Give back exactly the lines of the entries below from the line with "pub async fn is_connected(&self)" to the line with "impl Sink for MemorySink", inclusive, and only those.

→ **Excerpted records**

- - -

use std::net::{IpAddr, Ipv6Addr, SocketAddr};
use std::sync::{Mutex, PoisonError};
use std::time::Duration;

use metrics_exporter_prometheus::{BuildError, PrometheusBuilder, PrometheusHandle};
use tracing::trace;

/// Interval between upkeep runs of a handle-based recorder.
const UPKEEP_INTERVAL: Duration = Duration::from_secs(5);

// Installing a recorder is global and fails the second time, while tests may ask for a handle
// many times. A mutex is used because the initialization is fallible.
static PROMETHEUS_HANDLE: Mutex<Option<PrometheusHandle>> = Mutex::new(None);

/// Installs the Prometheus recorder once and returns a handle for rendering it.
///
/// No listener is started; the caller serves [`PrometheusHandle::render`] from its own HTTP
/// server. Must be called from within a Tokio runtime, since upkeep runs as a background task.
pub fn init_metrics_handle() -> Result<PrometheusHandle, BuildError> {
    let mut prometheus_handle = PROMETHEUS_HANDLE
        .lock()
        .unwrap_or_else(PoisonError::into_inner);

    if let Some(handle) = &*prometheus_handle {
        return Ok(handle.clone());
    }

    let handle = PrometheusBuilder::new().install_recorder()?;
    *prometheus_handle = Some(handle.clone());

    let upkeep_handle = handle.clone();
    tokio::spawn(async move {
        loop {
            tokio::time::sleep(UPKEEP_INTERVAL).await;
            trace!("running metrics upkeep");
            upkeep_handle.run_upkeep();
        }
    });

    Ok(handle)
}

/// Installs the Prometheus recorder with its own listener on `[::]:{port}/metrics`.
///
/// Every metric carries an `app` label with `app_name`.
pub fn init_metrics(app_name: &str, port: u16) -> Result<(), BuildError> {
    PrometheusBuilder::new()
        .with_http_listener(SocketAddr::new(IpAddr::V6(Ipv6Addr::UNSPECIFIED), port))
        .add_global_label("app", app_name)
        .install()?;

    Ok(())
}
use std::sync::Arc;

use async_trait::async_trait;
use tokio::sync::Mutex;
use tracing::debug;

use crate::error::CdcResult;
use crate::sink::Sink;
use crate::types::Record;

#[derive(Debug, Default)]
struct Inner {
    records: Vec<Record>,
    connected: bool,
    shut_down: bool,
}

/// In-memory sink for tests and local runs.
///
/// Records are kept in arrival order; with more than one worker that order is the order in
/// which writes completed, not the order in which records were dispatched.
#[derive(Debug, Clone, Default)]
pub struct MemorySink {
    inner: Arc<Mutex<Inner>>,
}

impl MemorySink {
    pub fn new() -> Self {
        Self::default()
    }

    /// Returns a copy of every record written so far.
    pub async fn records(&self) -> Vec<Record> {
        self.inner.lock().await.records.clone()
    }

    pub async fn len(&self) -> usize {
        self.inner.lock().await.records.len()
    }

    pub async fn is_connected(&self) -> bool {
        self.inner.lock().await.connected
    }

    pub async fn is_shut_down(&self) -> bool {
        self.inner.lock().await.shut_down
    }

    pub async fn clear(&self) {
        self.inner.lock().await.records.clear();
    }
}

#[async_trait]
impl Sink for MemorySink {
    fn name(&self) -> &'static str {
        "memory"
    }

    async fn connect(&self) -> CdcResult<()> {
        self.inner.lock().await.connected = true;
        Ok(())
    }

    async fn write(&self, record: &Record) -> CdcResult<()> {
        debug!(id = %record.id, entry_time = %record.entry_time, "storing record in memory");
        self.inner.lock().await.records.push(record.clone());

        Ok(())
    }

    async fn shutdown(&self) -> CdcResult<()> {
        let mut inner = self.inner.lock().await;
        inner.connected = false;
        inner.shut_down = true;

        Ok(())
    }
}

- - -

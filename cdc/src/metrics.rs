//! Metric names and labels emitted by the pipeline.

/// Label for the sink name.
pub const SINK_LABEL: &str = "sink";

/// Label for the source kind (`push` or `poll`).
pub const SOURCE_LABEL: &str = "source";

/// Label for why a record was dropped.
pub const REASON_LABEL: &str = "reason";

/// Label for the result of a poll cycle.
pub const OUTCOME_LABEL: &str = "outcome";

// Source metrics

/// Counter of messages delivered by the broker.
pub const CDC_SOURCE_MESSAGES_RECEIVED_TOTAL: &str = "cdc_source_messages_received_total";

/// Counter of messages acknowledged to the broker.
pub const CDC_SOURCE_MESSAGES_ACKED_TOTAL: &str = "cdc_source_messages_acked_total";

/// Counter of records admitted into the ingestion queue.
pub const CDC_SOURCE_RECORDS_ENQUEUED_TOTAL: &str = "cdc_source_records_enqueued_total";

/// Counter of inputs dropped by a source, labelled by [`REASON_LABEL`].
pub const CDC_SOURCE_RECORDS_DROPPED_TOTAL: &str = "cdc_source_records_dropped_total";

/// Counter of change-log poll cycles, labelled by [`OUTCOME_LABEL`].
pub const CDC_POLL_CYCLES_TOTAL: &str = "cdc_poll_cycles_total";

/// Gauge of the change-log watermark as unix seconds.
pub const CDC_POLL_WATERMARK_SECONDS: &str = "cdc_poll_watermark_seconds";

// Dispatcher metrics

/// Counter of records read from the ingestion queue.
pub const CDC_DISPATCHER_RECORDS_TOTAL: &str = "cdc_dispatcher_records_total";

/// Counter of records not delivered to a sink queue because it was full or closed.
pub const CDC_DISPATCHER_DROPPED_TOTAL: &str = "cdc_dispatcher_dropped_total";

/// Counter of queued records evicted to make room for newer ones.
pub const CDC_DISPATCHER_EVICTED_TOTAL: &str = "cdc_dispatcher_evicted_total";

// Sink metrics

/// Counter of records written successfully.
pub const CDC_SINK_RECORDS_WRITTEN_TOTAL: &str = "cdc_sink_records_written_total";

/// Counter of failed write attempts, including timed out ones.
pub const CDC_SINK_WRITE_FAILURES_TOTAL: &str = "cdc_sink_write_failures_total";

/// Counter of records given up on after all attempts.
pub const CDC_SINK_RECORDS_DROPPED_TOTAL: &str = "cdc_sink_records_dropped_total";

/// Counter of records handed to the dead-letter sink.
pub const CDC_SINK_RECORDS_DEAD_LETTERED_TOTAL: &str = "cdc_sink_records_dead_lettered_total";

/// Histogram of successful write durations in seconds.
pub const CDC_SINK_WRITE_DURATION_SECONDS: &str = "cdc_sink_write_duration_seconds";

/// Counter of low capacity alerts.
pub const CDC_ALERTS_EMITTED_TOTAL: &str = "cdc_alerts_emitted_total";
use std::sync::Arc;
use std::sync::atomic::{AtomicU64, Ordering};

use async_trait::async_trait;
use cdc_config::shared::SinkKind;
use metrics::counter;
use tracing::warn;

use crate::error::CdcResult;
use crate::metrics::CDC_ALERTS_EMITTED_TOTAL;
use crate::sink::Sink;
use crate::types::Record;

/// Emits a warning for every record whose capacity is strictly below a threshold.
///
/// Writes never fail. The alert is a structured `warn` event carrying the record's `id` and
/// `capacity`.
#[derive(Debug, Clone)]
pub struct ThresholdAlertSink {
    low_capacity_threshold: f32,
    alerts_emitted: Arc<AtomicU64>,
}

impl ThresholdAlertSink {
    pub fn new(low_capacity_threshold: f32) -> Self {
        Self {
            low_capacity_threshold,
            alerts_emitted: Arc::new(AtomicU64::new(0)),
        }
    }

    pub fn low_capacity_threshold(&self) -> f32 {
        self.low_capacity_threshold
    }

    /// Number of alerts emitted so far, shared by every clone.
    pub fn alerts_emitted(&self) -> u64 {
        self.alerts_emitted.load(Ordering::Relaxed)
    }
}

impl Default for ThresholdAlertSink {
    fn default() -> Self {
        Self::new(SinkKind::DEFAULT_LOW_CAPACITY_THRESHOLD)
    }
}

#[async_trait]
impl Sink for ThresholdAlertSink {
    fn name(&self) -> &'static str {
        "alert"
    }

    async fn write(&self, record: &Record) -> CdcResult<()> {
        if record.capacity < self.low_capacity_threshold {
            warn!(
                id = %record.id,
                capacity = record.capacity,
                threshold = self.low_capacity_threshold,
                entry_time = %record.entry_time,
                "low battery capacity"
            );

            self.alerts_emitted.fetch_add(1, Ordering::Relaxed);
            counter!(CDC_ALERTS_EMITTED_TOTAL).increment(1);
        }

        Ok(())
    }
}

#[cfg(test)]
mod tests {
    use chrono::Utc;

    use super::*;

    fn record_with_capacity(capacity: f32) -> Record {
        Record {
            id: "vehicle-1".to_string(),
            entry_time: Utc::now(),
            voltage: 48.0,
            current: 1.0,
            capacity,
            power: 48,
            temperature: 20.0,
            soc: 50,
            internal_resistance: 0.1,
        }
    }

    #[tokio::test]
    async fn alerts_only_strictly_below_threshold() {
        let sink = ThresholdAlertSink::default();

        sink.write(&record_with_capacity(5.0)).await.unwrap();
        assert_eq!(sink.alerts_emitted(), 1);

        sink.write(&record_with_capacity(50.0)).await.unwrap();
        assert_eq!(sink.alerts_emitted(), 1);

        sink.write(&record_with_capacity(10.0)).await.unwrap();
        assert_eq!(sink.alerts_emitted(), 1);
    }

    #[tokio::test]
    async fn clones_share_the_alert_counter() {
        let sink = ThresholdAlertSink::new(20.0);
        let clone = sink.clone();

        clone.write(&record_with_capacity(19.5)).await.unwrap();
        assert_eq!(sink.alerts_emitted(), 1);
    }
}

- - -

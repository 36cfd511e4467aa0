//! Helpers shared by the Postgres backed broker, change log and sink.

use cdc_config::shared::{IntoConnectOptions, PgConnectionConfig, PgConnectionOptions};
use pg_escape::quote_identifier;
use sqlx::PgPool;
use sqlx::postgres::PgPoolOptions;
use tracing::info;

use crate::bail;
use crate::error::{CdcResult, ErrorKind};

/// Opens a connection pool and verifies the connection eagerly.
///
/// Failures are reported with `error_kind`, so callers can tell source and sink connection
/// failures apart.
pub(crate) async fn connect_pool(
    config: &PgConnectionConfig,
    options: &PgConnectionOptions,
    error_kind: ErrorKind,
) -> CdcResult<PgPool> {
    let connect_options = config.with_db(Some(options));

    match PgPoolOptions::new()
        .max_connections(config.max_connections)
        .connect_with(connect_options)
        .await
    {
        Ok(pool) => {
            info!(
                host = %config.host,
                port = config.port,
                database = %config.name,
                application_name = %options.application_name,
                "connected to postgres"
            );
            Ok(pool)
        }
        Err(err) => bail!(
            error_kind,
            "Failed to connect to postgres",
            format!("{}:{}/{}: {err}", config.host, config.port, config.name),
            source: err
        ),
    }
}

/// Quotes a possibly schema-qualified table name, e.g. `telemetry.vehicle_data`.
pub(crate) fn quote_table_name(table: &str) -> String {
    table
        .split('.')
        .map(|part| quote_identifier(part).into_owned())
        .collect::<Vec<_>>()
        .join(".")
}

- - -

→ **Final answer**
    pub async fn is_connected(&self) -> bool {
        self.inner.lock().await.connected
    }

    pub async fn is_shut_down(&self) -> bool {
        self.inner.lock().await.shut_down
    }

    pub async fn clear(&self) {
        self.inner.lock().await.records.clear();
    }
}

#[async_trait]
impl Sink for MemorySink {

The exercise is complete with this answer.